For testing, load the kernel module and run:

                    root@qemux86:~# skels/memory_mapping/test/mmap-test                    1                  

If everything goes well, the exam will show "matched" messages.

iii. Read / write operations in mapped memory¶

Modify one of the previous modules to allow read / write operations on your device. This is a didactic exercise to come across that the aforementioned space can besides be used with the mmap() telephone call and with read() and write() calls.

Fill in areas marked with TODO 2.

Notation

The offset parameter sent to the read / write operation tin can exist ignored equally all reads / writes from the test plan will be done with 0 offsets.

For testing, load the kernel module and run:

                    root@qemux86:~# skels/memory_mapping/test/mmap-exam                    2                  

four. Brandish memory mapped in procfs¶

Using one of the previous modules, create a procfs file in which you display the total memory mapped by the calling procedure.

Make full in the areas marked with TODO iii.

Create a new entry in procfs ( PROC_ENTRY_NAME , defined in mmap-test.h ) that will show the total memory mapped past the procedure that chosen the read() on that file.

Hint

Utilise proc_create() . For the mode parameter, utilise 0, and for the parent parameter use Zip. Use my_proc_file_ops() for operations.

In the module exit function, delete the PROC_ENTRY_NAME entry using remove_proc_entry() .

Notation

A (complex) employ and description of the struct seq_file interface tin can be plant hither in this example .

For this exercise, merely a elementary utilise of the interface described here is sufficient. Check the "extra-uncomplicated" API described there.
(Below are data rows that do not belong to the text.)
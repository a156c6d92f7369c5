use thiserror::Error;

/// Error taxonomy for one agent request. Nothing here is fatal to the
/// process: tool-level failures are folded into error-flagged results and
/// turn-level failures are returned to the caller with whatever partial
/// output was accumulated.
#[derive(Error, Debug, Clone, PartialEq, Eq)]
pub enum AgentErrorKind {
    #[error("model invocation failed: {0}")]
    ModelInvocation(String),

    #[error("tool not found: {0}")]
    ToolNotFound(String),

    #[error("tool execution failed: {0}")]
    ToolExecution(String),

    #[error("malformed tool arguments for call {id}: {detail}")]
    MalformedToolArguments { id: String, detail: String },

    #[error("protocol violation: {0}")]
    ProtocolViolation(String),

    #[error("cancelled")]
    Cancelled,

    #[error("turn limit exceeded after {0} turns")]
    TurnLimitExceeded(usize),
}
//! Embedding provider abstraction and implementations.
//!
//! The retriever treats text-to-vector conversion as a black box behind the
//! [`EmbeddingProvider`] trait. Three implementations exist:
//!
//! - **[`HashProvider`]** — offline, deterministic hashed bag-of-words. The
//!   default: the demo and the test suite run with no network and no API
//!   key, and lexically overlapping texts still rank near each other.
//! - **[`OpenAIProvider`]** — calls the OpenAI embeddings API. A single
//!   attempt per call; provider failures surface immediately and the caller
//!   decides what to do (no retry loop inside the component).
//! - **[`DisabledProvider`]** — always errors; for configurations that only
//!   use the mock travel tools.
//!
//! Vector utilities for the SQLite store live here as well:
//! [`vec_to_blob`], [`blob_to_vec`], and [`cosine_similarity`].

use anyhow::{bail, Result};
use async_trait::async_trait;
use std::collections::hash_map::DefaultHasher;
use std::hash::{Hash, Hasher};
use std::time::Duration;

use crate::config::EmbeddingConfig;

/// Text-to-vector conversion, invoked once per ingested chunk and once per
/// query. Implementations must be `Send + Sync` so the retriever can be
/// shared across readers.
#[async_trait]
pub trait EmbeddingProvider: Send + Sync {
    /// Model identifier recorded next to each stored vector.
    fn model_name(&self) -> &str;

    /// Embedding vector dimensionality.
    fn dims(&self) -> usize;

    /// Embed a batch of texts, one vector per input, in input order.
    async fn embed(&self, texts: &[String]) -> Result<Vec<Vec<f32>>>;
}

/// Build the provider selected by the configuration.
pub fn create_provider(config: &EmbeddingConfig) -> Result<Box<dyn EmbeddingProvider>> {
    match config.provider.as_str() {
        "hash" => Ok(Box::new(HashProvider::new(config.dims))),
        "openai" => Ok(Box::new(OpenAIProvider::new(config)?)),
        "disabled" => Ok(Box::new(DisabledProvider)),
        other => bail!("Unknown embedding provider: {}", other),
    }
}

// ============ Hash Provider ============

/// Deterministic hashed bag-of-words embedder.
///
/// Lowercases the text, splits on non-alphanumeric characters, hashes each
/// token into one of `dims` buckets, counts, and L2-normalizes the result.
/// Two texts that share vocabulary land near each other under cosine
/// similarity, which is all the local demo needs.
pub struct HashProvider {
    dims: usize,
}

impl HashProvider {
    pub fn new(dims: usize) -> Self {
        Self { dims }
    }

    fn embed_one(&self, text: &str) -> Vec<f32> {
        let mut vector = vec![0.0f32; self.dims];
        for token in text
            .to_lowercase()
            .split(|c: char| !c.is_alphanumeric())
            .filter(|t| !t.is_empty())
        {
            let mut hasher = DefaultHasher::new();
            token.hash(&mut hasher);
            let bucket = (hasher.finish() % self.dims as u64) as usize;
            vector[bucket] += 1.0;
        }

        let norm_sq: f32 = vector.iter().map(|v| v * v).sum();
        if norm_sq > 0.0 {
            let inv = 1.0 / norm_sq.sqrt();
            for v in &mut vector {
                *v *= inv;
            }
        }

        vector
    }
}

#[async_trait]
impl EmbeddingProvider for HashProvider {
    fn model_name(&self) -> &str {
        "hashed-bow"
    }

    fn dims(&self) -> usize {
        self.dims
    }

    async fn embed(&self, texts: &[String]) -> Result<Vec<Vec<f32>>> {
        Ok(texts.iter().map(|t| self.embed_one(t)).collect())
    }
}

// ============ OpenAI Provider ============

/// Embedding provider backed by `POST /v1/embeddings`.
///
/// Requires `OPENAI_API_KEY` in the environment. Each call is a single
/// attempt with the configured timeout; rate limits and server errors are
/// reported to the caller rather than retried here.
pub struct OpenAIProvider {
    model: String,
    dims: usize,
    timeout: Duration,
}

impl OpenAIProvider {
    pub fn new(config: &EmbeddingConfig) -> Result<Self> {
        let model = config
            .model
            .clone()
            .ok_or_else(|| anyhow::anyhow!("embedding.model required for OpenAI provider"))?;

        if std::env::var("OPENAI_API_KEY").is_err() {
            bail!("OPENAI_API_KEY environment variable not set");
        }

        Ok(Self {
            model,
            dims: config.dims,
            timeout: Duration::from_secs(config.timeout_secs),
        })
    }
}

#[async_trait]
impl EmbeddingProvider for OpenAIProvider {
    fn model_name(&self) -> &str {
        &self.model
    }

    fn dims(&self) -> usize {
        self.dims
    }

    async fn embed(&self, texts: &[String]) -> Result<Vec<Vec<f32>>> {
        let api_key = std::env::var("OPENAI_API_KEY")
            .map_err(|_| anyhow::anyhow!("OPENAI_API_KEY not set"))?;

        let client = reqwest::Client::builder().timeout(self.timeout).build()?;

        let body = serde_json::json!({
            "model": self.model,
            "input": texts,
        });

        let response = client
            .post("https://api.openai.com/v1/embeddings")
            .header("Authorization", format!("Bearer {}", api_key))
            .header("Content-Type", "application/json")
            .json(&body)
            .send()
            .await?;

        let status = response.status();
        if !status.is_success() {
            let body_text = response.text().await.unwrap_or_default();
            bail!("OpenAI API error {}: {}", status, body_text);
        }

        let json: serde_json::Value = response.json().await?;
        let vectors = parse_openai_response(&json)?;
        if vectors.len() != texts.len() {
            bail!(
                "OpenAI returned {} embeddings for {} inputs",
                vectors.len(),
                texts.len()
            );
        }
        Ok(vectors)
    }
}

fn parse_openai_response(json: &serde_json::Value) -> Result<Vec<Vec<f32>>> {
    let data = json
        .get("data")
        .and_then(|d| d.as_array())
        .ok_or_else(|| anyhow::anyhow!("Invalid OpenAI response: missing data array"))?;

    let mut embeddings = Vec::with_capacity(data.len());
    for item in data {
        let embedding = item
            .get("embedding")
            .and_then(|e| e.as_array())
            .ok_or_else(|| anyhow::anyhow!("Invalid OpenAI response: missing embedding"))?;
        embeddings.push(
            embedding
                .iter()
                .map(|v| v.as_f64().unwrap_or(0.0) as f32)
                .collect(),
        );
    }
    Ok(embeddings)
}

// ============ Disabled Provider ============

/// A provider that refuses every call.
pub struct DisabledProvider;

#[async_trait]
impl EmbeddingProvider for DisabledProvider {
    fn model_name(&self) -> &str {
        "disabled"
    }

    fn dims(&self) -> usize {
        0
    }

    async fn embed(&self, _texts: &[String]) -> Result<Vec<Vec<f32>>> {
        bail!("Embedding provider is disabled")
    }
}

// ============ Vector utilities ============

/// Encode a float vector as little-endian f32 bytes for BLOB storage.
pub fn vec_to_blob(vec: &[f32]) -> Vec<u8> {
    let mut bytes = Vec::with_capacity(vec.len() * 4);
    for &v in vec {
        bytes.extend_from_slice(&v.to_le_bytes());
    }
    bytes
}

/// Decode a BLOB written by [`vec_to_blob`] back into a float vector.
pub fn blob_to_vec(blob: &[u8]) -> Vec<f32> {
    blob.chunks_exact(4)
        .map(|c| f32::from_le_bytes([c[0], c[1], c[2], c[3]]))
        .collect()
}

/// Cosine similarity in `[-1, 1]`; `0.0` for empty or mismatched vectors.
pub fn cosine_similarity(a: &[f32], b: &[f32]) -> f32 {
    if a.len() != b.len() || a.is_empty() {
        return 0.0;
    }

    let dot: f32 = a.iter().zip(b.iter()).map(|(x, y)| x * y).sum();
    let norm_a: f32 = a.iter().map(|x| x * x).sum::<f32>().sqrt();
    let norm_b: f32 = b.iter().map(|x| x * x).sum::<f32>().sqrt();

    let denom = norm_a * norm_b;
    if denom < f32::EPSILON {
        return 0.0;
    }
    dot / denom
}

#[cfg(test)]
mod tests {
    use super::*;

    #[tokio::test]
    async fn hash_provider_is_deterministic() {
        let provider = HashProvider::new(256);
        let a = provider.embed(&["rome colosseum".to_string()]).await.unwrap();
        let b = provider.embed(&["rome colosseum".to_string()]).await.unwrap();
        assert_eq!(a, b);
    }

    #[tokio::test]
    async fn hash_provider_dims_and_norm() {
        let provider = HashProvider::new(128);
        let vecs = provider.embed(&["valid passport required".to_string()]).await.unwrap();
        assert_eq!(vecs.len(), 1);
        assert_eq!(vecs[0].len(), 128);
        let norm: f32 = vecs[0].iter().map(|v| v * v).sum::<f32>().sqrt();
        assert!((norm - 1.0).abs() < 1e-3, "expected unit vector, got {norm}");
    }

    #[tokio::test]
    async fn hash_provider_ranks_lexical_overlap_higher() {
        let provider = HashProvider::new(256);
        let vecs = provider
            .embed(&[
                "passport and visa requirements".to_string(),
                "Italy requires a valid passport and travelers should check visa rules".to_string(),
                "the best espresso bars in town open before dawn".to_string(),
            ])
            .await
            .unwrap();
        let on_topic = cosine_similarity(&vecs[0], &vecs[1]);
        let off_topic = cosine_similarity(&vecs[0], &vecs[2]);
        assert!(
            on_topic > off_topic,
            "shared vocabulary should score higher: {on_topic} vs {off_topic}"
        );
    }

    #[tokio::test]
    async fn hash_provider_casing_is_irrelevant() {
        let provider = HashProvider::new(256);
        let vecs = provider
            .embed(&["PASSPORT Rules".to_string(), "passport rules".to_string()])
            .await
            .unwrap();
        assert_eq!(vecs[0], vecs[1]);
    }

    #[tokio::test]
    async fn disabled_provider_errors() {
        let provider = DisabledProvider;
        assert!(provider.embed(&["anything".to_string()]).await.is_err());
    }

    #[test]
    fn blob_roundtrip() {
        let vec = vec![1.0f32, -2.5, 3.125, 0.0, -0.001];
        assert_eq!(blob_to_vec(&vec_to_blob(&vec)), vec);
    }

    #[test]
    fn cosine_identical_orthogonal_opposite() {
        let v = vec![1.0, 2.0, 3.0];
        assert!((cosine_similarity(&v, &v) - 1.0).abs() < 1e-6);
        assert!(cosine_similarity(&[1.0, 0.0], &[0.0, 1.0]).abs() < 1e-6);
        assert!((cosine_similarity(&[1.0, 0.0], &[-1.0, 0.0]) + 1.0).abs() < 1e-6);
    }

    #[test]
    fn cosine_guards_empty_and_mismatched() {
        assert_eq!(cosine_similarity(&[], &[]), 0.0);
        assert_eq!(cosine_similarity(&[1.0, 2.0], &[1.0]), 0.0);
    }

    #[test]
    fn create_provider_rejects_unknown() {
        let mut config = EmbeddingConfig::default();
        config.provider = "quantum".to_string();
        assert!(create_provider(&config).is_err());
    }
}
//! Sliding-window text chunker.
//!
//! Splits document body text into [`Chunk`]s of at most `window` bytes,
//! cutting preferentially at whitespace so words stay intact. Consecutive
//! chunks of the same document share an `overlap` span, so a concept that
//! straddles a chunk boundary remains retrievable from at least one chunk.
//!
//! Boundaries are deterministic: identical text and parameters always
//! produce identical chunk texts, counts, and indices. All cut points are
//! snapped to UTF-8 character boundaries.

use sha2::{Digest, Sha256};
use uuid::Uuid;

use crate::models::Chunk;

/// Split `text` into overlapping chunks for `document_id`.
///
/// `window` and `overlap` are byte budgets; `overlap` must be smaller than
/// `window` (validated at config load; out-of-range values are clamped
/// here rather than panicking). Whitespace-only pieces are dropped.
pub fn chunk_text(
    document_id: &str,
    destination: Option<&str>,
    text: &str,
    window: usize,
    overlap: usize,
) -> Vec<Chunk> {
    let len = text.len();
    let mut chunks = Vec::new();
    if len == 0 || window == 0 {
        return chunks;
    }
    let overlap = overlap.min(window.saturating_sub(1));

    let mut index: i64 = 0;
    let mut start = 0usize;
    while start < len {
        let mut end = floor_char_boundary(text, (start + window).min(len));
        if end < len {
            // Prefer the last whitespace inside the window, as long as the
            // cut still lands beyond the span the next chunk re-covers.
            if let Some(ws) = text[start..end].rfind(char::is_whitespace) {
                if ws > overlap {
                    end = start + ws;
                }
            }
        }
        if end <= start {
            break;
        }

        let piece = &text[start..end];
        if !piece.trim().is_empty() {
            chunks.push(make_chunk(document_id, destination, index, piece));
            index += 1;
        }

        if end >= len {
            break;
        }

        let next = floor_char_boundary(text, end - overlap.min(end));
        // Guarantee forward progress even when the overlap cannot be kept
        // (degenerate window/overlap combinations).
        start = if next > start { next } else { end };
    }

    chunks
}

fn make_chunk(document_id: &str, destination: Option<&str>, index: i64, text: &str) -> Chunk {
    let mut hasher = Sha256::new();
    hasher.update(text.as_bytes());
    let hash = format!("{:x}", hasher.finalize());

    Chunk {
        id: Uuid::new_v4().to_string(),
        document_id: document_id.to_string(),
        chunk_index: index,
        destination: destination.map(|d| d.to_string()),
        text: text.to_string(),
        hash,
    }
}

/// Largest index `<= idx` that falls on a UTF-8 character boundary.
fn floor_char_boundary(text: &str, mut idx: usize) -> usize {
    if idx >= text.len() {
        return text.len();
    }
    while !text.is_char_boundary(idx) {
        idx -= 1;
    }
    idx
}
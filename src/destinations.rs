//! Destination tag inference.
//!
//! A document's file name (minus extension) is the only metadata source for
//! its destination tag: the name is matched case-insensitively against the
//! configured vocabulary, and the first vocabulary entry contained in the
//! name wins. Names matching nothing stay untagged and are only reachable
//! through unfiltered queries.

/// Infer a destination tag for a document name, or `None` when the name
/// matches no vocabulary entry.
pub fn infer_destination(name: &str, vocabulary: &[String]) -> Option<String> {
    let lower = name.to_lowercase();
    vocabulary
        .iter()
        .find(|entry| lower.contains(&entry.to_lowercase()))
        .cloned()
}

#[cfg(test)]
mod tests {
    use super::*;

    fn vocab() -> Vec<String> {
        ["Europe", "Italy", "Paris", "New York"]
            .iter()
            .map(|s| s.to_string())
            .collect()
    }

    #[test]
    fn matches_exact_name() {
        assert_eq!(infer_destination("italy", &vocab()), Some("Italy".to_string()));
    }

    #[test]
    fn matches_case_insensitively() {
        assert_eq!(infer_destination("ITALY_guide", &vocab()), Some("Italy".to_string()));
        assert_eq!(infer_destination("paris-essentials", &vocab()), Some("Paris".to_string()));
    }

    #[test]
    fn matches_multi_word_entries() {
        assert_eq!(
            infer_destination("new york on a budget", &vocab()),
            Some("New York".to_string())
        );
    }

    #[test]
    fn unmatched_names_stay_untagged() {
        assert_eq!(infer_destination("packing", &vocab()), None);
        assert_eq!(infer_destination("honeymoon", &vocab()), None);
    }

    #[test]
    fn first_vocabulary_match_wins() {
        // "europe-italy" contains both; vocabulary order decides.
        assert_eq!(
            infer_destination("europe-italy", &vocab()),
            Some("Europe".to_string())
        );
    }
}
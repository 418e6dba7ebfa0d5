//! Index statistics overview.
//!
//! Prints what's indexed — document, chunk, and embedding totals plus a
//! per-destination breakdown — so it's easy to confirm an ingest did what
//! was expected before wiring the retriever into a planner.

use anyhow::Result;

use crate::retriever::Retriever;

/// Run the stats command: query the index and print a summary.
pub async fn run_stats(retriever: &Retriever) -> Result<()> {
    let stats = retriever.stats().await?;

    let db_size = std::fs::metadata(&retriever.config().store.path)
        .map(|m| m.len())
        .unwrap_or(0);

    println!("itinera — Index Stats");
    println!("=====================");
    println!();
    println!(
        "  Store:       {}",
        retriever.config().store.path.display()
    );
    println!("  Size:        {}", format_bytes(db_size));
    println!();
    println!("  Documents:   {}", stats.documents);
    println!("  Chunks:      {}", stats.chunks);
    println!(
        "  Embedded:    {} / {} ({}%)",
        stats.vectors,
        stats.chunks,
        if stats.chunks > 0 {
            (stats.vectors * 100) / stats.chunks
        } else {
            0
        }
    );

    if !stats.by_destination.is_empty() {
        println!();
        println!("  By destination:");
        println!("  {:<20} {:>6} {:>8}", "DESTINATION", "DOCS", "CHUNKS");
        println!("  {}", "-".repeat(38));
        for entry in &stats.by_destination {
            println!(
                "  {:<20} {:>6} {:>8}",
                entry.destination, entry.documents, entry.chunks
            );
        }
    }

    println!();
    Ok(())
}

/// Format a byte count as a human-readable string.
fn format_bytes(bytes: u64) -> String {
    if bytes < 1024 {
        format!("{} B", bytes)
    } else if bytes < 1024 * 1024 {
        format!("{:.1} KB", bytes as f64 / 1024.0)
    } else {
        format!("{:.1} MB", bytes as f64 / (1024.0 * 1024.0))
    }
}
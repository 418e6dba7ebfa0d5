//! Core data types flowing through the ingestion and retrieval pipeline.

use serde::Serialize;

/// A named unit of source text, stored once at ingestion time.
///
/// `name` is the file stem of the source document and is the identity used
/// for idempotent re-ingestion: a document whose name is already indexed is
/// skipped. `destination` is inferred from the name against the configured
/// vocabulary and copied onto every chunk for query-time filtering.
#[derive(Debug, Clone)]
pub struct Document {
    pub id: String,
    pub name: String,
    pub path: String,
    pub destination: Option<String>,
    pub body: String,
    pub ingested_at: i64,
}

/// A bounded slice of a document's body, the unit actually indexed.
#[derive(Debug, Clone)]
pub struct Chunk {
    pub id: String,
    pub document_id: String,
    pub chunk_index: i64,
    pub destination: Option<String>,
    pub text: String,
    pub hash: String,
}

/// One ranked result from a similarity query.
#[derive(Debug, Clone, Serialize)]
pub struct Passage {
    pub text: String,
    pub source_document: String,
    pub destination: Option<String>,
    pub score: f64,
}

/// The full result of a similarity query, ready for prompt assembly.
///
/// `filter_fallback` is true when a destination filter matched no chunk and
/// the ranking fell back to the unfiltered candidate set — degraded
/// relevance beats no information for a downstream prompt.
#[derive(Debug, Clone, Serialize)]
pub struct Retrieval {
    pub query: String,
    pub destination_filter: Option<String>,
    pub filter_fallback: bool,
    pub passages: Vec<Passage>,
}

impl Retrieval {
    /// Render the passages as a text block with source citations, suitable
    /// for direct inclusion in an LLM prompt.
    pub fn prompt_block(&self) -> String {
        let mut out = String::new();
        out.push_str("## Travel Knowledge Base Results\n\n");
        out.push_str(&format!("**Query:** {}\n\n", self.query));

        if self.filter_fallback {
            if let Some(ref filter) = self.destination_filter {
                out.push_str(&format!(
                    "_No indexed passages matched destination \"{}\"; showing the best overall matches._\n\n",
                    filter
                ));
            }
        }

        for (i, passage) in self.passages.iter().enumerate() {
            out.push_str(&format!("### Result {}\n", i + 1));
            out.push_str(passage.text.trim());
            out.push_str("\n\n");
            match &passage.destination {
                Some(dest) => out.push_str(&format!(
                    "*Source: {} (destination: {}, score {:.3})*\n\n",
                    passage.source_document, dest, passage.score
                )),
                None => out.push_str(&format!(
                    "*Source: {} (score {:.3})*\n\n",
                    passage.source_document, passage.score
                )),
            }
            out.push_str("---\n\n");
        }

        out
    }
}

/// Summary of one ingest run.
#[derive(Debug, Clone, Default)]
pub struct IngestReport {
    pub documents_ingested: u64,
    pub documents_skipped: u64,
    pub chunks_written: u64,
    pub embeddings_written: u64,
    /// True when the knowledge directory was empty or absent and the
    /// built-in default documents were written before scanning.
    pub seeded: bool,
}

/// Totals and per-destination breakdown for the `stats` command.
#[derive(Debug, Clone)]
pub struct IndexStats {
    pub documents: i64,
    pub chunks: i64,
    pub vectors: i64,
    pub by_destination: Vec<DestinationStats>,
}

/// Document and chunk counts for one destination tag.
#[derive(Debug, Clone)]
pub struct DestinationStats {
    pub destination: String,
    pub documents: i64,
    pub chunks: i64,
}

#[cfg(test)]
mod tests {
    use super::*;

    fn sample_retrieval(fallback: bool) -> Retrieval {
        Retrieval {
            query: "passport requirements".to_string(),
            destination_filter: Some("Italy".to_string()),
            filter_fallback: fallback,
            passages: vec![Passage {
                text: "Italy requires a valid passport.".to_string(),
                source_document: "italy".to_string(),
                destination: Some("Italy".to_string()),
                score: 0.91,
            }],
        }
    }

    #[test]
    fn prompt_block_cites_source_and_destination() {
        let block = sample_retrieval(false).prompt_block();
        assert!(block.contains("**Query:** passport requirements"));
        assert!(block.contains("Italy requires a valid passport."));
        assert!(block.contains("*Source: italy (destination: Italy, score 0.910)*"));
        assert!(!block.contains("best overall matches"));
    }

    #[test]
    fn prompt_block_notes_filter_fallback() {
        let block = sample_retrieval(true).prompt_block();
        assert!(block.contains("No indexed passages matched destination \"Italy\""));
    }

    #[test]
    fn prompt_block_omits_destination_when_untagged() {
        let retrieval = Retrieval {
            query: "packing".to_string(),
            destination_filter: None,
            filter_fallback: false,
            passages: vec![Passage {
                text: "Roll clothes to save space.".to_string(),
                source_document: "packing".to_string(),
                destination: None,
                score: 0.5,
            }],
        };
        let block = retrieval.prompt_block();
        assert!(block.contains("*Source: packing (score 0.500)*"));
    }
}
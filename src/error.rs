//! Error taxonomy for the knowledge retriever.
//!
//! Two families: [`IndexInitError`] is fatal — the retriever never reaches a
//! usable state — while [`QueryError`] is recoverable by the caller, which
//! typically substitutes a neutral "no information available" string in the
//! downstream prompt instead of aborting the whole pipeline.

use thiserror::Error;

/// Failure while opening the store or building the index.
///
/// Any variant means the retriever cannot serve queries; there is no partial
/// operation without an index.
#[derive(Debug, Error)]
pub enum IndexInitError {
    #[error("failed to open or create the index store: {0}")]
    Store(#[from] sqlx::Error),

    #[error("failed to read or seed the knowledge directory: {0}")]
    Io(#[from] std::io::Error),

    #[error("embedding provider unavailable during ingest: {0}")]
    Provider(anyhow::Error),

    #[error("invalid knowledge source configuration: {0}")]
    Source(anyhow::Error),
}

/// Failure while answering a similarity query against a ready index.
#[derive(Debug, Error)]
pub enum QueryError {
    #[error("query text must not be empty")]
    EmptyQuery,

    #[error("the index contains no chunks; run ingest first")]
    EmptyIndex,

    #[error("embedding provider unavailable at query time: {0}")]
    Provider(anyhow::Error),

    #[error("failed to read from the index store: {0}")]
    Store(#[from] sqlx::Error),
}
In the my_seq_show() function you will demand to:

  • Obtain the struct mm_struct construction of the current procedure using the get_task_mm() function.

    Hint

    The current process is available via the current variable of type struct task_struct* .

  • Iterate through the entire struct vm_area_struct list associated with the procedure.

    Hint

    Utilize the variable vma_iterator and offset from mm->mmap . Apply the vm_next field of the struct vm_area_struct to navigate through the list of retentivity areas. Stop when you reach NULL .

  • Use vm_start and vm_end for each area to compute the total size.

  • Use pr_info("%lx %lxn, ...)() to print vm_start and vm_end for each surface area.

  • To release struct mm_struct , decrement the reference counter of the structure using mmput() .

  • Employ seq_printf() to write to the file. Testify but the total count, no other messages. Do not fifty-fifty show newline (n).

In my_seq_open() register the display function ( my_seq_show() ) using single_open() .

Note

single_open() can employ NULL equally its 3rd argument.

For testing, load the kernel module and run:

                    root@qemux86:~# skels/memory_mapping/exam/mmap-exam                    3                  

Annotation

The test waits for a while (information technology has an internal sleep instruction). As long as the test waits, use the pmap command in some other console to see the mappings of the test and compare those to the examination results.